Index File
Senna achieves high speed searching by using inverted index file.
Construction
Senna makes 4 files for each 1 index instance. If 'hoge' is a index specified by sen_create_index, Senna creates these files:
hoge.SEN hoge.SEN.i hoge.SEN.i.c hoge.SEN.l
- hoge.SEN
It is the symbols' table translates between outside document ID (string or numbers) and internal Senna document file ID.
- hoge.SEN.i
This is buffering space for inverted file. It gets fixed size when target's index is initialized. (By default it reserves about 130MB.)
- hoge.SEN.i.c
This is the entity of the inverted file.

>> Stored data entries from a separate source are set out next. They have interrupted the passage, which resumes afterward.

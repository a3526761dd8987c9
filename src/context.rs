//! Shared state for the portfolio shell.
//!
//! The root component owns a single [`ViewportController`]. Components
//! never touch it directly; they read the latest [`UiSnapshot`] and send
//! events through [`Viewport`].
//!
//! ## Usage
//!
//! ```ignore
//! // In child components
//! let snapshot = use_snapshot();
//! let mut viewport = use_viewport();
//!
//! button { onclick: move |_| viewport.send(ViewportEvent::Menu(MenuEvent::Toggle)) }
//! ```

use std::cell::Cell;
use std::rc::Rc;
use std::sync::Arc;

use dioxus::prelude::*;
use folio_core::{
    ClipboardCopier, ContactForm, ContentFeed, FolioConfig, SectionId, SectionRect, UiSnapshot,
    ViewportController, ViewportEffect, ViewportEvent, ViewportSize,
};

/// Elements the controller needs geometry from or scrolls to
#[derive(Default)]
pub struct Anchors {
    /// The scrolling container
    pub root: Option<Rc<MountedData>>,
    /// Top of the page (hero)
    pub top: Option<Rc<MountedData>>,
    /// Registered sections in document order
    pub sections: Vec<(SectionId, Rc<MountedData>)>,
}

impl Anchors {
    fn section(&self, id: &SectionId) -> Option<Rc<MountedData>> {
        self.sections
            .iter()
            .find(|(sid, _)| sid == id)
            .map(|(_, el)| el.clone())
    }
}

/// Handle for feeding input to the controller.
///
/// Copyable; every clone talks to the same controller.
#[derive(Clone, Copy)]
pub struct Viewport {
    controller: Signal<ViewportController>,
    snapshot: Signal<UiSnapshot>,
    anchors: Signal<Anchors>,
    measuring: Signal<MeasureState>,
    frames: Coroutine<Viewport>,
}

#[derive(Clone, Copy, Default, PartialEq)]
enum MeasureState {
    #[default]
    Idle,
    Running,
    /// Another scroll arrived while measuring
    Stale,
}

impl Viewport {
    pub fn new(
        controller: Signal<ViewportController>,
        snapshot: Signal<UiSnapshot>,
        frames: Coroutine<Viewport>,
    ) -> Self {
        Self {
            controller,
            snapshot,
            anchors: Signal::new(Anchors::default()),
            measuring: Signal::new(MeasureState::Idle),
            frames,
        }
    }

    /// Apply an event, publish the new snapshot and carry out any effects
    pub fn send(&mut self, event: ViewportEvent) {
        let effects = self.controller.write().handle(event);
        self.publish();
        if self.controller.peek().is_animating() {
            self.frames.send(*self);
        }
        for effect in effects {
            self.perform(effect);
        }
    }

    /// Advance animations by `dt`. Returns true while more frames are needed.
    pub fn tick(&mut self, dt: std::time::Duration) -> bool {
        let animating = self.controller.write().tick(dt);
        self.publish();
        animating
    }

    /// Pointer entered or left an interactive element
    pub fn hover(&mut self, entered: bool) {
        self.send(if entered {
            ViewportEvent::HoverEnter
        } else {
            ViewportEvent::HoverLeave
        });
    }

    /// Release hovers whose elements unmounted under the pointer.
    ///
    /// Runs from drop hooks, so a shell that is already torn down is
    /// skipped instead of touched.
    pub fn release_hover(&mut self, count: u32) {
        let Ok(mut controller) = self.controller.try_write() else {
            return;
        };
        controller.handle(ViewportEvent::HoverRelease(count));
        let next = controller.snapshot();
        drop(controller);
        if self.snapshot.try_peek().is_ok_and(|current| *current != next) {
            if let Ok(mut snapshot) = self.snapshot.try_write() {
                *snapshot = next;
            }
        }
    }

    pub fn set_root(&mut self, element: Rc<MountedData>) {
        self.anchors.write().root = Some(element);
    }

    pub fn set_top(&mut self, element: Rc<MountedData>) {
        self.anchors.write().top = Some(element);
    }

    pub fn register_section(&mut self, id: SectionId, element: Rc<MountedData>) {
        let mut anchors = self.anchors.write();
        anchors.sections.retain(|(sid, _)| *sid != id);
        anchors.sections.push((id, element));
    }

    /// Read the root size and forward it as a resize
    pub async fn measure_viewport(mut self) {
        let Some(root) = self.anchors.peek().root.clone() else {
            return;
        };
        match root.get_client_rect().await {
            Ok(rect) => {
                if let Some(size) = ViewportSize::new(rect.size.width, rect.size.height) {
                    self.send(ViewportEvent::Resize(size));
                }
            }
            Err(e) => tracing::debug!(error = ?e, "Could not read viewport size"),
        }
    }

    /// Read scroll offset and section geometry after a scroll.
    ///
    /// Overlapping calls collapse into one trailing measurement.
    pub async fn measure_scroll(mut self) {
        if *self.measuring.peek() != MeasureState::Idle {
            self.measuring.set(MeasureState::Stale);
            return;
        }
        loop {
            self.measuring.set(MeasureState::Running);
            self.measure_once().await;
            if *self.measuring.peek() == MeasureState::Running {
                break;
            }
        }
        self.measuring.set(MeasureState::Idle);
    }

    async fn measure_once(&mut self) {
        let (root, sections) = {
            let anchors = self.anchors.peek();
            (anchors.root.clone(), anchors.sections.clone())
        };
        let Some(root) = root else {
            return;
        };

        match root.get_scroll_offset().await {
            Ok(offset) => self.send(ViewportEvent::Scroll { offset_y: offset.y }),
            Err(e) => {
                tracing::debug!(error = ?e, "Could not read scroll offset");
                return;
            }
        }

        let mut rects = Vec::with_capacity(sections.len());
        for (id, element) in sections {
            match element.get_client_rect().await {
                Ok(rect) => rects.push(SectionRect::new(id, rect.origin.y, rect.size.height)),
                Err(e) => tracing::trace!(section = %id, error = ?e, "Section not measurable"),
            }
        }
        self.send(ViewportEvent::SectionGeometry(rects));
    }

    fn publish(&mut self) {
        let next = self.controller.peek().snapshot();
        if *self.snapshot.peek() != next {
            self.snapshot.set(next);
        }
    }

    fn perform(&self, effect: ViewportEffect) {
        let target = {
            let anchors = self.anchors.peek();
            match &effect {
                ViewportEffect::ScrollToSection(id) => anchors.section(id),
                ViewportEffect::ScrollToTop => anchors.top.clone(),
            }
        };
        let Some(element) = target else {
            tracing::warn!(?effect, "No element to scroll to");
            return;
        };
        spawn(async move {
            if let Err(e) = element.scroll_to(ScrollBehavior::Smooth).await {
                tracing::debug!(error = ?e, "Smooth scroll failed");
            }
        });
    }
}

/// Hook to access the viewport handle.
pub fn use_viewport() -> Viewport {
    use_context::<Viewport>()
}

/// Hover reporting for a component's interactive elements.
///
/// Call with `true` on `mouseenter` and `false` on `mouseleave`. An element
/// removed while under the pointer never sees its `mouseleave`; whatever
/// is still held when the component unmounts is released then.
pub fn use_hover() -> Callback<bool> {
    let viewport = use_viewport();
    let held = use_hook(|| Rc::new(Cell::new(0u32)));

    let on_drop = held.clone();
    use_drop(move || {
        let mut viewport = viewport;
        let count = on_drop.replace(0);
        if count > 0 {
            viewport.release_hover(count);
        }
    });

    use_callback(move |entered: bool| {
        let mut viewport = viewport;
        if entered {
            held.set(held.get() + 1);
            viewport.hover(true);
        } else if held.get() > 0 {
            held.set(held.get() - 1);
            viewport.hover(false);
        }
    })
}

/// Hook to read the latest controller snapshot.
///
/// Reading the returned signal subscribes the component to changes.
pub fn use_snapshot() -> Signal<UiSnapshot> {
    use_context::<Signal<UiSnapshot>>()
}

/// Page content, immutable after launch
pub fn use_content() -> Arc<ContentFeed> {
    use_context::<Arc<ContentFeed>>()
}

/// Effective configuration
pub fn use_config() -> Arc<FolioConfig> {
    use_context::<Arc<FolioConfig>>()
}

pub fn use_copier() -> Arc<ClipboardCopier> {
    use_context::<Arc<ClipboardCopier>>()
}

pub fn use_contact_form() -> Arc<ContactForm> {
    use_context::<Arc<ContactForm>>()
}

It refers the document ID and the appearing point from word ID.
- hoge.SEN.l
It is a symbols' table translates between string of an appearing word (character element) and ID.
Size of indexes
The file, hoge.SEN.i, reserves fixed size when target's index is created, however if large documents are registered, its total size is modified: in case word indexes, it becomes about 1.3 times size of the registered document; in case of n-gram index, it gets about 2.5 times size of the registered document.
Initial size of .sen.i
By default it reserves 130MB, though, it can change by modifying the configure file (/var/senna/senna.conf):
INITIAL_N_SEGMENTS number
If it is specified as above, initial fixed size changes to
number * 256KB
However INITAIL_N_SEGMENTS getting smaller, Senna gets worse performance to update indexes. It is better not to set quite smaller value than default (default value is 512).